CYP2E1-dependent upregulation of SIRT7 is response to alcohol mediated metastasis in hepatocellular carcinoma

原文发布日期：2022-07-28

英文摘要：

Long-term alcohol use is a confirmed risk factor of liver cancer tumorigenesis and metastasis. Multiple mechanisms responsible for alcohol related tumorigenesis have been proposed, including toxic reactive metabolite production, oxidative stress and fat accumulation. However, mechanisms underlying alcohol-mediated liver cancer metastasis remain largely unknown. We have previously demonstrated that SIRT7 regulates chemosensitivity by altering a p53-dependent pathway in human HCC. In the current study, we further revealed that SIRT7 is a critical factor in promoting liver cancer metastasis. SIRT7 expression is associated with disease stage and high SIRT7 predicts worse overall and disease-free survival. Overexpression of SIRT7 promotes HCC cell migration and EMT while knockdown of SIRT7 showed opposite effects. Mechanistically, we found that SIRT7 suppresses E-Cadherin expression through FOXO3-dependent promoter binding and H3K18 deacetylation. Knockdown of FOXO3 abolished the suppressive effect of SIRT7 on E-cadherin transcription.
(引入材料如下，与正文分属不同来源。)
//! Clinic Core Library
//!
//! Patient and professional registry for a clinic reception desk, with a
//! soft-delete lifecycle.
//!
//! # Architecture
//!
//! ```text
//!   Reception front-end (HTTP / mobile / desktop)
//!                     │
//!                     ▼
//!        ClinicCore  (validation, id assignment, error mapping)
//!                     │   one locked session per call
//!          ┌──────────┴───────────┐
//!          ▼                      ▼
//!  PatientRepository    ProfessionalRepository
//!          │                      │
//!          └──────────┬───────────┘
//!                     ▼
//!               SQLite (rusqlite)
//! ```
//!
//! # Core Principle
//!
//! **Nothing is ever physically deleted.** Removing a patient or a
//! professional flips its status to `INACTIVE`; professionals can be
//! re-activated. Listings always include inactive records.
//!
//! # Modules
//!
//! - [`db`]: SQLite session, schema and repositories
//! - [`models`]: Domain types (Patient, Professional, RecordStatus, Specialty)
//! - [`validation`]: Field rules applied before persistence
//! - [`config`]: TOML configuration with `CLINIC_*` overrides
//! - [`logging`]: tracing subscriber setup

pub mod config;
pub mod db;
pub mod logging;
pub mod models;
pub mod validation;

// Re-export commonly used types
pub use config::{ClinicConfig, Environment};
pub use db::{Database, DbError, PatientRepository, ProfessionalRepository};
pub use models::{
    NewPatient, NewProfessional, Patient, PatientEdit, Professional, ProfessionalEdit,
    RecordStatus, Specialty,
};

// UniFFI setup - using proc macros
uniffi::setup_scaffolding!();

use std::sync::{Arc, Mutex};

use chrono::NaiveDate;
use uuid::Uuid;

// =========================================================================
// FFI Error Type
// =========================================================================

#[derive(Debug, thiserror::Error, uniffi::Error)]
pub enum ClinicError {
    #[error("Database error: {0}")]
    DatabaseError(String),

    #[error("Not found: {0}")]
    NotFound(String),

    #[error("Conflict: {0}")]
    Conflict(String),

    #[error("Invalid input: {0}")]
    InvalidInput(String),

    #[error("Configuration error: {0}")]
    Configuration(String),
}

impl From<db::DbError> for ClinicError {
    fn from(e: db::DbError) -> Self {
        match e {
            db::DbError::Constraint(msg) => ClinicError::Conflict(msg),
            other => ClinicError::DatabaseError(other.to_string()),
        }
    }
}

impl From<validation::ValidationError> for ClinicError {
    fn from(e: validation::ValidationError) -> Self {
        ClinicError::InvalidInput(e.to_string())
    }
}

impl From<config::ConfigError> for ClinicError {
    fn from(e: config::ConfigError) -> Self {
        ClinicError::Configuration(e.to_string())
    }
}

impl<T> From<std::sync::PoisonError<T>> for ClinicError {
    fn from(e: std::sync::PoisonError<T>) -> Self {
        ClinicError::DatabaseError(format!("Lock poisoned: {}", e))
    }
}

// =========================================================================
// Factory Functions (exported to FFI)
// =========================================================================

/// Load configuration, start logging and open the configured database.
#[uniffi::export]
pub fn open_clinic(config_path: String) -> Result<Arc<ClinicCore>, ClinicError> {
    let config = config::load_config(&config_path)?;
    logging::init_logging(&config.logging)?;

    let db = Database::open(&config.database.path)?;
    tracing::info!(
        environment = %config.environment,
        database = %config.database.path,
        "Clinic core opened"
    );
    Ok(Arc::new(ClinicCore::new(db, config.environment)))
}

/// Create an in-memory clinic (for testing).
#[uniffi::export]
pub fn open_clinic_in_memory() -> Result<Arc<ClinicCore>, ClinicError> {
    let db = Database::open_in_memory()?;
    Ok(Arc::new(ClinicCore::new(db, Environment::Development)))
}

// =========================================================================
// Main API Object
// =========================================================================

/// Thread-safe request boundary. Each call holds the database lock for its
/// whole duration; the guard releases it on every exit path.
#[derive(uniffi::Object)]
pub struct ClinicCore {
    db: Arc<Mutex<Database>>,
    environment: Environment,
}

impl ClinicCore {
    /// Wrap an already opened database.
    pub fn new(db: Database, environment: Environment) -> Self {
        Self {
            db: Arc::new(Mutex::new(db)),
            environment,
        }
    }
}

#[uniffi::export]
impl ClinicCore {
    // =========================================================================
    // Patient Operations
    // =========================================================================

    /// Register a new patient.
    pub fn create_patient(&self, input: FfiPatientInput) -> Result<FfiPatient, ClinicError> {
        let patient = NewPatient {
            id: Uuid::now_v7(),
            name: input.name,
            phone: input.phone,
            cpf: input.cpf,
            birth_date: parse_date(&input.birth_date)?,
            email: input.email,
            address: input.address,
            blood_type: input.blood_type,
            notes: non_empty(input.notes),
        };
        validation::validate_new_patient(&patient)?;

        let db = self.db.lock()?;
        let created = PatientRepository::new(&db).create(&patient)?;
        Ok(created.into())
    }

    /// List every patient, inactive ones included.
    pub fn list_patients(&self) -> Result<Vec<FfiPatient>, ClinicError> {
        let db = self.db.lock()?;
        let patients = PatientRepository::new(&db).list_all()?;
        Ok(patients.into_iter().map(|p| p.into()).collect())
    }

    /// Get a patient by ID.
    pub fn get_patient(&self, id: String) -> Result<FfiPatient, ClinicError> {
        let id = parse_id(&id)?;
        let db = self.db.lock()?;
        PatientRepository::new(&db)
            .find_by_id(id)?
            .map(|p| p.into())
            .ok_or_else(|| patient_not_found(id))
    }

    /// Overwrite a patient's editable fields.
    pub fn edit_patient(&self, id: String, edit: FfiPatientEdit) -> Result<(), ClinicError> {
        let id = parse_id(&id)?;
        let edit: PatientEdit = edit.into();
        validation::validate_patient_edit(&edit)?;

        let db = self.db.lock()?;
        if !PatientRepository::new(&db).edit_details(id, &edit)? {
            return Err(patient_not_found(id));
        }
        Ok(())
    }

    /// Soft-delete a patient.
    pub fn inactivate_patient(&self, id: String) -> Result<(), ClinicError> {
        let id = parse_id(&id)?;
        let db = self.db.lock()?;
        if !PatientRepository::new(&db).remove(id)? {
            return Err(patient_not_found(id));
        }
        Ok(())
    }

    // =========================================================================
    // Professional Operations
    // =========================================================================

    /// Register a new professional. Duplicate license numbers are a conflict.
    pub fn create_professional(
        &self,
        input: FfiProfessionalInput,
    ) -> Result<FfiProfessional, ClinicError> {
        let professional = NewProfessional {
            id: Uuid::now_v7(),
            name: input.name,
            specialty: input.specialty,
            license_number: input.license_number,
            duration: input.duration,
            fee: non_empty(input.fee),
            weekdays: non_empty(input.weekdays),
        };
        validation::validate_new_professional(&professional)?;

        let db = self.db.lock()?;
        let created = ProfessionalRepository::new(&db).create(&professional)?;
        Ok(created.into())
    }

    /// List professionals, active first, each group by name.
    pub fn list_professionals(&self) -> Result<Vec<FfiProfessional>, ClinicError> {
        let db = self.db.lock()?;
        let professionals = ProfessionalRepository::new(&db).list_all()?;
        Ok(professionals.into_iter().map(|p| p.into()).collect())
    }

    /// Get a professional by ID.
    pub fn get_professional(&self, id: String) -> Result<FfiProfessional, ClinicError> {
        let id = parse_id(&id)?;
        let db = self.db.lock()?;
        ProfessionalRepository::new(&db)
            .find_by_id(id)?
            .map(|p| p.into())
            .ok_or_else(|| professional_not_found(id))
    }

    /// Overwrite a professional's editable fields.
    pub fn edit_professional(
        &self,
        id: String,
        edit: FfiProfessionalEdit,
    ) -> Result<(), ClinicError> {
        let id = parse_id(&id)?;
        let edit: ProfessionalEdit = edit.into();
        validation::validate_professional_edit(&edit)?;

        let db = self.db.lock()?;
        if !ProfessionalRepository::new(&db).edit(id, &edit)? {
            return Err(professional_not_found(id));
        }
        Ok(())
    }

    /// Soft-delete a professional.
    pub fn inactivate_professional(&self, id: String) -> Result<(), ClinicError> {
        let id = parse_id(&id)?;
        let db = self.db.lock()?;
        if !ProfessionalRepository::new(&db).remove(id)? {
            return Err(professional_not_found(id));
        }
        Ok(())
    }

    /// Re-activate a professional.
    pub fn activate_professional(&self, id: String) -> Result<(), ClinicError> {
        let id = parse_id(&id)?;
        let db = self.db.lock()?;
        if !ProfessionalRepository::new(&db).activate(id)? {
            return Err(professional_not_found(id));
        }
        Ok(())
    }

    // =========================================================================
    // Reference & Health
    // =========================================================================

    /// Labels of the well-known specialties.
    pub fn list_specialties(&self) -> Vec<String> {
        Specialty::ALL.iter().map(|s| s.label().to_string()).collect()
    }

    /// Liveness report.
    pub fn health(&self) -> Result<FfiHealth, ClinicError> {
        let db = self.db.lock()?;
        db.conn()
            .query_row("SELECT 1", [], |row| row.get::<_, i64>(0))
            .map_err(db::DbError::from)?;

        Ok(FfiHealth {
            status: "ok".to_string(),
            environment: self.environment.to_string(),
        })
    }
}

fn parse_id(id: &str) -> Result<Uuid, ClinicError> {
    Uuid::parse_str(id.trim()).map_err(|e| ClinicError::InvalidInput(format!("id: {}", e)))
}

fn parse_date(date: &str) -> Result<NaiveDate, ClinicError> {
    NaiveDate::parse_from_str(date.trim(), "%Y-%m-%d").map_err(|e| {
        ClinicError::InvalidInput(format!("birth_date: expected YYYY-MM-DD ({})", e))
    })
}

/// Empty optional text is stored as NULL.
fn non_empty(value: Option<String>) -> Option<String> {
    value.filter(|v| !v.is_empty())
}

fn patient_not_found(id: Uuid) -> ClinicError {
    ClinicError::NotFound(format!("patient {}", id))
}

fn professional_not_found(id: Uuid) -> ClinicError {
    ClinicError::NotFound(format!("professional {}", id))
}

// =========================================================================
// FFI Types
// =========================================================================

/// FFI-safe patient registration request.
#[derive(Debug, Clone, uniffi::Record)]
pub struct FfiPatientInput {
    pub name: String,
    pub phone: String,
    pub cpf: String,
    /// `YYYY-MM-DD`
    pub birth_date: String,
    pub email: String,
    pub address: String,
    pub blood_type: String,
    pub notes: Option<String>,
}

/// FFI-safe patient edit request.
#[derive(Debug, Clone, uniffi::Record)]
pub struct FfiPatientEdit {
    pub name: String,
    pub phone: String,
    pub email: String,
    pub address: String,
    pub notes: Option<String>,
}

impl From<FfiPatientEdit> for PatientEdit {
    fn from(edit: FfiPatientEdit) -> Self {
        PatientEdit {
            name: edit.name,
            phone: edit.phone,
            email: edit.email,
            address: edit.address,
            notes: non_empty(edit.notes),
        }
    }
}

/// FFI-safe patient.
#[derive(Debug, Clone, uniffi::Record)]
pub struct FfiPatient {
    pub id: String,
    pub name: String,
    pub phone: String,
    pub cpf: String,
    pub birth_date: String,
    pub email: String,
    pub address: String,
    pub blood_type: String,
    pub notes: Option<String>,
    pub active: bool,
    pub created_at: String,
    pub updated_at: Option<String>,
}

impl From<Patient> for FfiPatient {
    fn from(patient: Patient) -> Self {
        Self {
            id: patient.id.to_string(),
            active: patient.is_active(),
            name: patient.name,
            phone: patient.phone,
            cpf: patient.cpf,
            birth_date: patient.birth_date.format("%Y-%m-%d").to_string(),
            email: patient.email,
            address: patient.address,
            blood_type: patient.blood_type,
            notes: patient.notes,
            created_at: patient.created_at.to_rfc3339(),
            updated_at: patient.updated_at.map(|t| t.to_rfc3339()),
        }
    }
}

/// FFI-safe professional registration request.
#[derive(Debug, Clone, uniffi::Record)]
pub struct FfiProfessionalInput {
    pub name: String,
    pub specialty: String,
    pub license_number: String,
    pub duration: String,
    pub fee: Option<String>,
    pub weekdays: Option<String>,
}

/// FFI-safe professional edit request.
#[derive(Debug, Clone, uniffi::Record)]
pub struct FfiProfessionalEdit {
    pub name: String,
    pub specialty: String,
    pub duration: String,
    pub fee: Option<String>,
    pub weekdays: Option<String>,
}

impl From<FfiProfessionalEdit> for ProfessionalEdit {
    fn from(edit: FfiProfessionalEdit) -> Self {
        ProfessionalEdit {
            name: edit.name,
            specialty: edit.specialty,
            duration: edit.duration,
            fee: non_empty(edit.fee),
            weekdays: non_empty(edit.weekdays),
        }
    }
}

/// FFI-safe professional. `active` is `true` for `ACTIVE`.
#[derive(Debug, Clone, uniffi::Record)]
pub struct FfiProfessional {
    pub id: String,
    pub name: String,
    pub specialty: String,
    pub license_number: String,
    pub duration: String,
    pub fee: Option<String>,
    pub weekdays: Option<String>,
    pub active: bool,
}

impl From<Professional> for FfiProfessional {
    fn from(professional: Professional) -> Self {
        Self {
            id: professional.id.to_string(),
            active: professional.is_active(),
            name: professional.name,
            specialty: professional.specialty,
            license_number: professional.license_number,
            duration: professional.duration,
            fee: professional.fee,
            weekdays: professional.weekdays,
        }
    }
}

/// FFI-safe health report.
#[derive(Debug, Clone, uniffi::Record)]
pub struct FfiHealth {
    pub status: String,
    pub environment: String,
}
More importantly, we identified that alcohol treatment upregulates SIRT7 and suppresses E-cadherin expression via a CYP2E/ROS axis in hepatocytes both in vitro and in vivo. Antioxidant treatment in primary hepatocyte or CYP2E1−/− mice fed with alcohol impaired those effects. Reducing SIRT7 activity completely abolished alcohol-mediated promotion of liver cancer metastasis in vivo. Taken together, our data reveal that SIRT7 is a pivotal regulator of alcohol-mediated HCC metastasis.

摘要翻译：

长期饮酒是肝癌发生与转移的明确风险因素。酒精相关肿瘤发生的多种机制已被提出，包括毒性反应代谢物产生、氧化应激和脂肪堆积。然而，酒精介导的肝癌转移机制仍很大程度上是未知的。我们先前研究表明，SIRT7通过改变人肝细胞癌（HCC）中p53依赖通路来调节化疗敏感性。本研究进一步揭示SIRT7是促进肝癌转移的关键因子。SIRT7表达与疾病分期相关，高SIRT7预示更差的总生存期和无病生存期。过表达SIRT7可促进HCC细胞迁移和上皮间质转化（EMT），而敲低SIRT7则呈现相反效果。机制上，我们发现SIRT7通过FOXO3依赖性启动子结合和H3K18去乙酰化抑制E-钙黏蛋白表达。敲低FOXO3可消除SIRT7对E-钙黏蛋白转录的抑制作用。更重要的是，我们发现酒精处理通过CYP2E/ROS轴在体外和体内肝细胞中上调SIRT7并抑制E-钙黏蛋白表达。在原代肝细胞或酒精喂养的CYP2E1−/−小鼠中进行抗氧化治疗可阻断这些效应。降低SIRT7活性完全消除了酒精介导的体内肝癌转移促进作用。综上所述，我们的数据表明SIRT7是酒精介导的HCC转移的关键调控因子。